Runtime Addon fails to load (DSE-16200)
A Spark runtime add-on may fail when upgrading a workspace.
Solution: To resolve this problem, try to reload the add-on. In Reload.
, in the option menu next to the failed add-on, selectCML workspace provisioning times out
When provisioning a CML workspace, the process may time out with an error similar to
Warning FailedMount
or Failed to sync secret cache:timed out
waiting for the condition.
This can happen on AWS or Azure.
Solution: Delete the workspace and retry provisioning.
CML endpoint connectivity from DataHub and Cloudera Data Engineering (DSE-14882)
When CDP services connect to CML services, if the ML workspace is provisioned on a public subnet, traffic is routed out of the VPC first, and then routed back in. On Private Cloud CML, traffic is not routed externally.
Jupyter Notebook sessions do not time out (DSE-13741)
Jupyter Notebook sessions in legacy engine:8 through
engine:13 do not exit after IDLE_MAXIMUM_MINUTES
of
inactivity. They will run until SESSION_MAXIMUM_MINUTES
(which is seven
days by default).
Workaround
You can change the configuration of your cluster to apply the fix for this issue. Change the editor command for Jupyter Notebook in every engine that uses it to the following:
NOTEBOOK_TIMEOUT_SECONDS=$(python3 -c “print(${IDLE_MAXIMUM_MINUTES}*60)“)
/usr/local/bin/jupyter notebook --no-browser --ip=127.0.0.1 --port=${CDSW_APP_PORT}
--NotebookApp.token= --NotebookApp.allow_remote_access=True --NotebookApp.quit_button=False
--log-level=ERROR --NotebookApp.shutdown_no_activity_timeout=300
--MappingKernelManager.cull_idle_timeout=${NOTEBOOK_TIMEOUT_SECONDS}
--TerminalManager.cull_inactive_timeout=${NOTEBOOK_TIMEOUT_SECONDS}
--MappingKernelManager.cull_interval=60 --TerminalManager.cull_interval=60
--MappingKernelManager.cull_connected=True
- Kills each running notebook after IDLE_MAXIMUM_MINUTES of inactivity
- Kills the CDSW/CML session in which Jupyter is running after 5 minutes with no notebooks
NFS performance issues on AWS EFS (DSE-12404)
CML uses NFS as the filesystem for storing application and user data. NFS performance may be much slower than expected in situations where a data scientist writes a very large number (typically in the thousands) of small files.
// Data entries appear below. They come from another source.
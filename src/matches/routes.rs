use actix::Addr;
use actix_identity::Identity;
use actix_web::http::StatusCode;
use actix_web::web;
use actix_web::web::{Data, HttpResponse, Json, Path, Query};
use actix_web::{delete, get, patch, post};

use crate::auth;
use crate::db;
use crate::errors::ServiceError;
use crate::matches::{CreateMatch, JoinOutcome, Match, MatchFilter, UpdateMatch};
use crate::notifications::{self, Mailer};
use crate::server::Response;
use crate::validator::Validator;

#[get("/matches")]
async fn find_all(filter: Query<MatchFilter>, pool: Data<db::Pool>) -> Response {
    let matches = web::block(move || {
        let conn = pool.get()?;
        Match::find_all(filter.into_inner(), &conn)
    })
    .await?;

    http_ok_json!(matches);
}

#[get("/matches/{id}")]
async fn find(match_id: Path<i64>, pool: Data<db::Pool>) -> Response {
    let padel_match = web::block(move || {
        let conn = pool.get()?;
        Match::find_details(*match_id, &conn)
    })
    .await?;

    http_ok_json!(padel_match);
}

#[post("/matches")]
async fn create(
    new_match: Json<Validator<CreateMatch>>,
    pool: Data<db::Pool>,
    id: Identity,
) -> Response {
    let club = auth::get_club(&id)?;
    let new_match = new_match.into_inner().validate()?;

    let padel_match = web::block(move || {
        let conn = pool.get()?;
        Match::create(&new_match, club.id, &conn)
    })
    .await?;

    http_created_json!(padel_match);
}

#[patch("/matches/{id}")]
async fn update(
    match_id: Path<i64>,
    update: Json<UpdateMatch>,
    pool: Data<db::Pool>,
    id: Identity,
) -> Response {
    let club = auth::get_club(&id)?;

    let padel_match = web::block(move || {
        let conn = pool.get()?;
        Match::update(*match_id, club.id, &update.into_inner(), &conn)
    })
    .await?;

    http_ok_json!(padel_match);
}

#[delete("/matches/{id}")]
async fn delete(match_id: Path<i64>, pool: Data<db::Pool>, id: Identity) -> Response {
    let club = auth::get_club(&id)?;

    web::block(move || {
        let conn = pool.get()?;
        Match::delete(*match_id, club.id, &conn)
    })
    .await?;

    Ok(HttpResponse::new(StatusCode::OK))
}

#[post("/matches/{id}/join")]
async fn join(
    match_id: Path<i64>,
    pool: Data<db::Pool>,
    mailer: Data<Addr<Mailer>>,
    id: Identity,
) -> Response {
    let player = auth::get_player(&id)?;

    let (padel_match, emails) = web::block(move || -> Result<_, ServiceError> {
        let conn = pool.get()?;
        let (padel_match, outcome) = Match::join(*match_id, player.id, &conn)?;

        let emails = match outcome {
            JoinOutcome::Completed => notifications::match_completed(&padel_match, &conn)?,
            JoinOutcome::Joined => vec![],
        };

        Ok((padel_match, emails))
    })
    .await?;

    notifications::dispatch(&mailer, emails);

    http_ok_json!(padel_match);
}

#[post("/matches/{id}/leave")]
async fn leave(
    match_id: Path<i64>,
    pool: Data<db::Pool>,
    mailer: Data<Addr<Mailer>>,
    id: Identity,
) -> Response {
    let player = auth::get_player(&id)?;

    let (padel_match, emails) = web::block(move || -> Result<_, ServiceError> {
        let conn = pool.get()?;
        let (padel_match, outcome) = Match::leave(*match_id, player.id, &conn)?;

        let emails = if outcome.reopened {
            notifications::match_reopened(&padel_match, player.id, &conn)?
        } else {
            vec![]
        };

        Ok((padel_match, emails))
    })
    .await?;

    notifications::dispatch(&mailer, emails);

    http_ok_json!(padel_match);
}

pub fn register(cfg: &mut web::ServiceConfig) {
    cfg.service(find_all);
    cfg.service(find);
    cfg.service(create);
    cfg.service(update);
    cfg.service(delete);
    cfg.service(join);
    cfg.service(leave);
}
use actix::prelude::*;
use tracing_futures::Instrument;

use crate::config::Config;
use crate::errors::ServiceError;

/// One email to one recipient
#[derive(Message, Debug, Clone, PartialEq, Serialize)]
#[rtype(result = "()")]
pub struct Email {
    pub to: String,
    pub subject: String,
    pub html: String,
}

/// Body of the transactional email api
#[derive(Serialize, Debug)]
struct Payload<'a> {
    from: &'a str,
    to: &'a str,
    subject: &'a str,
    html: &'a str,
}

/// `Mailer` delivers emails through a transactional email http api.
///
/// Every email is its own message, a failed delivery is logged and
/// doesn't influence the others. Nothing is retried.
pub struct Mailer {
    client: reqwest::Client,
    api_url: String,
    api_key: Option<String>,
    from: String,
}

impl Mailer {
    pub fn new(api_url: &str, api_key: Option<&str>, from: &str) -> Mailer {
        Mailer {
            client: reqwest::Client::new(),
            api_url: api_url.to_string(),
            api_key: api_key.map(String::from),
            from: from.to_string(),
        }
    }

    pub fn from_config() -> Mailer {
        if Config::mail_api_key().is_none() {
            warn!("no mail api key configured, emails will only be logged");
        }

        Mailer::new(
            Config::mail_api_url(),
            Config::mail_api_key(),
            Config::mail_from(),
        )
    }

    fn request(&self, email: &Email) -> Option<reqwest::RequestBuilder> {
        let api_key = self.api_key.as_ref()?;

        let request = self
            .client
            .post(&self.api_url)
            .bearer_auth(api_key)
            .json(&Payload {
                from: &self.from,
                to: &email.to,
                subject: &email.subject,
                html: &email.html,
            });

        Some(request)
    }
}

impl Actor for Mailer {
    type Context = Context<Self>;

    fn started(&mut self, _: &mut Self::Context) {
        debug!("mailer started");
    }
}

impl Handler<Email> for Mailer {
    type Result = ResponseFuture<()>;

    fn handle(&mut self, email: Email, _: &mut Context<Self>) -> Self::Result {
        let request = self.request(&email);
        let span = tracing::info_span!("mailer::send", to = %email.to);

        Box::pin(
            async move {
                let request = match request {
                    Some(request) => request,
                    None => {
                        info!("mail delivery disabled, \"{}\" to {}", email.subject, email.to);
                        return;
                    }
                };

                match deliver(request).await {
                    Ok(()) => debug!("sent \"{}\" to {}", email.subject, email.to),
                    Err(_) => error!("unable to send \"{}\" to {}", email.subject, email.to),
                }
            }
            .instrument(span),
        )
    }
}

async fn deliver(request: reqwest::RequestBuilder) -> Result<(), ServiceError> {
    request.send().await?.error_for_status()?;
    Ok(())
}

/// Hands every email to the mailer without waiting for delivery
pub fn dispatch(mailer: &Addr<Mailer>, emails: Vec<Email>) {
    for email in emails {
        mailer.do_send(email);
    }
}
use std::pin::Pin;
use std::sync::atomic::{AtomicU32, Ordering};
use std::task::{Context, Poll};

use actix_service::{Service, Transform};
use actix_web::dev::{ServiceRequest, ServiceResponse};
use actix_web::web::Data;
use actix_web::Error;
use actix_web::{get, web};
use futures::future::{ok, Ready};
use futures::Future;

use crate::db;
use crate::matches::Match;
use crate::server::Response;

#[derive(Debug, Default)]
pub struct Stats {
    pub requests: AtomicU32,
    pub errors: AtomicU32,
}

impl Stats {
    pub fn new() -> Stats {
        Stats {
            requests: AtomicU32::new(0u32),
            errors: AtomicU32::new(0u32),
        }
    }
}

#[derive(Serialize)]
pub struct StatsResponse {
    pub requests: u32,
    pub errors: u32,
    pub upcoming_matches: i64,
    pub active_db_connections: u32,
    pub idle_db_connections: u32,
}

#[get("/stats")]
pub async fn route(stats: Data<Stats>, pool: Data<db::Pool>) -> Response {
    let state = pool.state();

    let upcoming_matches = web::block(move || {
        let conn = pool.get()?;
        Match::upcoming_count(&conn)
    })
    .await?;

    http_ok_json!(StatsResponse {
        requests: stats.requests.load(Ordering::Relaxed),
        errors: stats.errors.load(Ordering::Relaxed),
        upcoming_matches,
        active_db_connections: state.connections - state.idle_connections,
        idle_db_connections: state.idle_connections,
    });
}

/// Counts every request, and every request that ended in a server error
pub struct Middleware {
    stats: Data<Stats>,
}

impl Middleware {
    pub fn new(stats: Data<Stats>) -> Middleware {
        Middleware { stats }
    }
}

impl<S, B> Transform<S> for Middleware
where
    S: Service<Request = ServiceRequest, Response = ServiceResponse<B>, Error = Error>,
    S::Future: 'static,
{
    type Request = ServiceRequest;
    type Response = ServiceResponse<B>;
    type Error = Error;
    type InitError = ();
    type Transform = RequestCountMiddleware<S>;
    type Future = Ready<Result<Self::Transform, Self::InitError>>;

    fn new_transform(&self, service: S) -> Self::Future {
        ok(RequestCountMiddleware {
            service,
            stats: self.stats.clone(),
        })
    }
}

pub struct RequestCountMiddleware<S> {
    service: S,
    stats: Data<Stats>,
}

impl<S, B> Service for RequestCountMiddleware<S>
where
    S: Service<Request = ServiceRequest, Response = ServiceResponse<B>, Error = Error>,
    S::Future: 'static,
{
    type Request = ServiceRequest;
    type Response = ServiceResponse<B>;
    type Error = Error;
    type Future = Pin<Box<dyn Future<Output = Result<Self::Response, Self::Error>>>>;

    fn poll_ready(&mut self, cx: &mut Context<'_>) -> Poll<Result<(), Self::Error>> {
        self.service.poll_ready(cx)
    }

    fn call(&mut self, request: ServiceRequest) -> Self::Future {
        let stats = self.stats.clone();

        stats.requests.fetch_add(1, Ordering::Relaxed);

        let fut = self.service.call(request);

        Box::pin(async move {
            let res = fut.await?;

            if res.response().status().is_server_error() {
                stats.errors.fetch_add(1, Ordering::Relaxed);
            }

            Ok(res)
        })
    }
}
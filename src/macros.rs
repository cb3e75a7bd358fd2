/// Return the request with HTTP 403
#[macro_export]
macro_rules! forbidden {
    ($message:expr) => {
        return Err(crate::errors::ServiceError::Forbidden($message.to_string()))
    };
}

/// Return the request with HTTP 400
#[macro_export]
macro_rules! bad_request {
    ($message:expr) => {
        return Err(crate::errors::ServiceError::BadRequest(
            $message.to_string(),
        ))
    };
}

/// Return the request with HTTP 409
#[macro_export]
macro_rules! conflict {
    ($message:expr) => {
        return Err(crate::errors::ServiceError::Conflict($message.to_string()))
    };
}

/// Answer the request with HTTP 201 and the object as response body
#[macro_export]
macro_rules! http_created_json {
    ($object:expr) => {
        return Ok(actix_web::web::HttpResponse::Created().json($object))
    };
}

/// Answer the request with HTTP 200 and the object as response body
#[macro_export]
macro_rules! http_ok_json {
    ($object:expr) => {
        return Ok(actix_web::web::HttpResponse::Ok().json($object))
    };
}
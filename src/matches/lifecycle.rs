use chrono::{DateTime, Utc};

use crate::cancellations;
use crate::errors::ServiceError;
use crate::matches::Match;
use crate::users::User;

/// a padel match is played by two pairs
pub const MATCH_CAPACITY: i16 = 4;

#[derive(Debug, Clone, Copy, PartialEq, Eq)]
pub enum JoinOutcome {
    /// the player joined, there are still free spots
    Joined,
    /// the player took the last spot
    Completed,
}

#[derive(Debug, Clone, Copy, PartialEq, Eq)]
pub struct LeaveOutcome {
    /// the match was full before the player left
    pub reopened: bool,
    /// the leave was too close to the start of a full match
    pub late_cancellation: bool,
}

impl Match {
    pub fn is_full(&self) -> bool {
        self.players.len() >= self.capacity as usize
    }

    pub fn has_player(&self, user_id: i64) -> bool {
        self.players.contains(&user_id)
    }

    /// Applies the join rules and adds the player to the roster.
    ///
    /// `first_player` is the profile of the first player on the roster,
    /// the gender of every other player has to match theirs.
    pub fn add_player(
        &mut self,
        player: &User,
        first_player: Option<&User>,
        now: DateTime<Utc>,
    ) -> Result<JoinOutcome, ServiceError> {
        if !player.can_play() {
            bad_request!("set your level and gender before joining a match");
        }

        if self.starts_at <= now {
            bad_request!("this match has already started");
        }

        if self.has_player(player.id) {
            conflict!("you already joined this match");
        }

        if self.is_full() {
            bad_request!("this match is full");
        }

        if self.players.is_empty() {
            self.category = player.level;
        } else {
            if self.category != player.level {
                forbidden!("this match is for players of another category");
            }

            if let Some(first_player) = first_player {
                if first_player.gender() != player.gender() {
                    forbidden!("this match is for players of another gender");
                }
            }
        }

        self.players.push(player.id);

        if self.is_full() {
            Ok(JoinOutcome::Completed)
        } else {
            Ok(JoinOutcome::Joined)
        }
    }

    /// Removes the player from the roster, the category is cleared
    /// once the last player left.
    pub fn remove_player(
        &mut self,
        user_id: i64,
        now: DateTime<Utc>,
    ) -> Result<LeaveOutcome, ServiceError> {
        if !self.has_player(user_id) {
            bad_request!("you are not in this match");
        }

        let was_full = self.is_full();

        self.players.retain(|player| *player != user_id);

        if self.players.is_empty() {
            self.category = None;
        }

        Ok(LeaveOutcome {
            reopened: was_full,
            late_cancellation: cancellations::is_late_cancellation(self.starts_at, now, was_full),
        })
    }
}
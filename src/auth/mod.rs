mod helpers;
mod models;
pub mod routes;

pub use helpers::*;
pub use models::*;
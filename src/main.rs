//! padelhub: padel matches, events and club management behind a JSON api.
#![warn(missing_debug_implementations, rust_2018_idioms)]

#[macro_use]
extern crate diesel;

#[macro_use]
extern crate diesel_migrations;

#[macro_use]
extern crate lazy_static;

#[macro_use]
extern crate log;

#[macro_use]
extern crate serde_derive;

use tracing_subscriber::layer::SubscriberExt;
use tracing_subscriber::prelude::*;

use anyhow::{anyhow, Context};
use dotenv::dotenv;

use crate::config::Config;

#[macro_use]
mod macros;

mod auth;
mod cancellations;
mod clubs;
mod config;
mod db;
mod errors;
mod events;
mod finance;
mod friends;
mod inventory;
mod matches;
mod notifications;
mod schema;
mod server;
mod spreadsheet;
mod stats;
mod sweeper;
mod users;
mod validator;

#[actix_web::main]
async fn main() -> anyhow::Result<()> {
    dotenv().ok();
    Config::init();

    let (tracer, _uninstall) = opentelemetry_jaeger::new_pipeline()
        .with_service_name("padelhub")
        .with_agent_endpoint(Config::opentelemetry_endpoint())
        .install()
        .context("unable to connect to opentelemetry agent")?;

    let opentelemetry = tracing_opentelemetry::layer().with_tracer(tracer);

    tracing_subscriber::registry()
        .with(tracing_subscriber::fmt::layer().with_writer(std::io::stdout))
        .with(tracing_subscriber::EnvFilter::from_default_env())
        .with(opentelemetry)
        .try_init()
        .context("unable to initialize the tracing subscriber")?;

    let _sentry = Config::sentry_dsn().map(|dsn| {
        sentry::init((
            dsn,
            sentry::ClientOptions {
                release: sentry::release_name!(),
                ..Default::default()
            },
        ))
    });

    db::migrate(Config::database_url()).map_err(|e| anyhow!("unable to run migrations: {}", e))?;

    let pool = db::build_connection_pool(Config::database_url())
        .map_err(|e| anyhow!("unable to build the database pool: {}", e))?;

    sweeper::Sweeper::new(pool.clone()).start();

    debug!("launching the actix webserver");
    server::launch(pool).await?;

    Ok(())
}
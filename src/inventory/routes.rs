use actix_identity::Identity;
use actix_web::http::StatusCode;
use actix_web::web;
use actix_web::web::{Bytes, Data, HttpResponse, Json, Path, Query};
use actix_web::{delete, get, patch, post};
use diesel::Connection;

use crate::auth;
use crate::db;
use crate::errors::ServiceError;
use crate::inventory::{import, Article, ArticleFilter, CreateArticle, ImportReport, UpdateArticle};
use crate::server::Response;
use crate::spreadsheet;
use crate::validator::Validator;

#[get("/inventory/articles")]
async fn find_all(filter: Query<ArticleFilter>, pool: Data<db::Pool>, id: Identity) -> Response {
    let club = auth::get_club(&id)?;

    let articles = web::block(move || {
        let conn = pool.get()?;
        Article::find_all(club.id, filter.into_inner(), &conn)
    })
    .await?;

    http_ok_json!(articles);
}

#[get("/inventory/articles/{id}")]
async fn find(article_id: Path<i64>, pool: Data<db::Pool>, id: Identity) -> Response {
    let club = auth::get_club(&id)?;

    let article = web::block(move || {
        let conn = pool.get()?;
        Article::find(*article_id, club.id, &conn)
    })
    .await?;

    http_ok_json!(article);
}

#[post("/inventory/articles")]
async fn create(
    article: Json<Validator<CreateArticle>>,
    pool: Data<db::Pool>,
    id: Identity,
) -> Response {
    let club = auth::get_club(&id)?;
    let article = article.into_inner().validate()?;

    let article = web::block(move || {
        let conn = pool.get()?;
        Article::create(&article, club.id, &conn)
    })
    .await?;

    http_created_json!(article);
}

#[patch("/inventory/articles/{id}")]
async fn update(
    article_id: Path<i64>,
    update: Json<Validator<UpdateArticle>>,
    pool: Data<db::Pool>,
    id: Identity,
) -> Response {
    let club = auth::get_club(&id)?;
    let update = update.into_inner().validate()?;

    let article = web::block(move || {
        let conn = pool.get()?;
        Article::update(*article_id, club.id, &update, &conn)
    })
    .await?;

    http_ok_json!(article);
}

#[delete("/inventory/articles/{id}")]
async fn delete(article_id: Path<i64>, pool: Data<db::Pool>, id: Identity) -> Response {
    let club = auth::get_club(&id)?;

    web::block(move || {
        let conn = pool.get()?;
        Article::delete(*article_id, club.id, &conn)
    })
    .await?;

    Ok(HttpResponse::new(StatusCode::OK))
}

/// The body is the raw `.xlsx` file
#[post("/inventory/import")]
async fn import_articles(body: Bytes, pool: Data<db::Pool>, id: Identity) -> Response {
    let club = auth::get_club(&id)?;

    if body.is_empty() {
        bad_request!("upload a spreadsheet");
    }

    let report = web::block(move || -> Result<_, ServiceError> {
        let sheet = spreadsheet::read_first_sheet(&body)?;
        let import::ParsedSheet { rows, errors } =
            import::parse_rows(&sheet.rows, sheet.first_row)?;

        let conn = pool.get()?;
        let imported = conn.transaction::<_, ServiceError, _>(|| {
            Article::upsert_all(club.id, rows, &conn)
        })?;

        info!(
            "club {} imported {} article(s), {} row(s) rejected",
            club.id,
            imported,
            errors.len()
        );

        Ok(ImportReport { imported, errors })
    })
    .await?;

    http_ok_json!(report);
}

#[get("/inventory/export")]
async fn export_articles(pool: Data<db::Pool>, id: Identity) -> Response {
    let club = auth::get_club(&id)?;

    let bytes = web::block(move || -> Result<_, ServiceError> {
        let conn = pool.get()?;
        let articles = Article::find_all(
            club.id,
            ArticleFilter {
                search: None,
                category: None,
            },
            &conn,
        )?;

        spreadsheet::write_workbook("inventory", &import::HEADER, &import::export_rows(&articles))
    })
    .await?;

    Ok(spreadsheet::download("inventory.xlsx", bytes))
}

pub fn register(cfg: &mut web::ServiceConfig) {
    cfg.service(find_all);
    cfg.service(find);
    cfg.service(create);
    cfg.service(update);
    cfg.service(delete);
    cfg.service(import_articles);
    cfg.service(export_articles);
}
Example tasks include: using git clone to clone a very large source repository (such as TensorFlow), or using pip to install a Python package that includes JavaScript code (such as plotly). Reduced performance is particularly common with CML on AWS (which uses EFS), but it may be seen in other environments.
Disable file upload and download (DSE-12065)
You cannot disable file upload and download when using the Jupyter Notebook.
Remove Workspace operation fails (DSE-8834)
Remove Workspace operation fails if workspace creation is still in progress.
API does not enforce a maximum number of nodes for ML workspaces
Problem: When the API is used to provision new ML workspaces, it does not enforce an upper limit on the autoscale range.
Downscaling ML workspace nodes does not work as expected (MLX-637, MLX-638)
Problem: Downscaling nodes does not work as seamlessly as expected due to a lack of
Bin Packing on the Spark default scheduler, and because dynamic allocation is not currently
enabled. As a result, currently infrastructure pods, Spark driver/executor pods, and session
pods are tagged as non-evictable using the
cluster-autoscaler.kubernetes.io/safe-to-evict: "false"
annotation.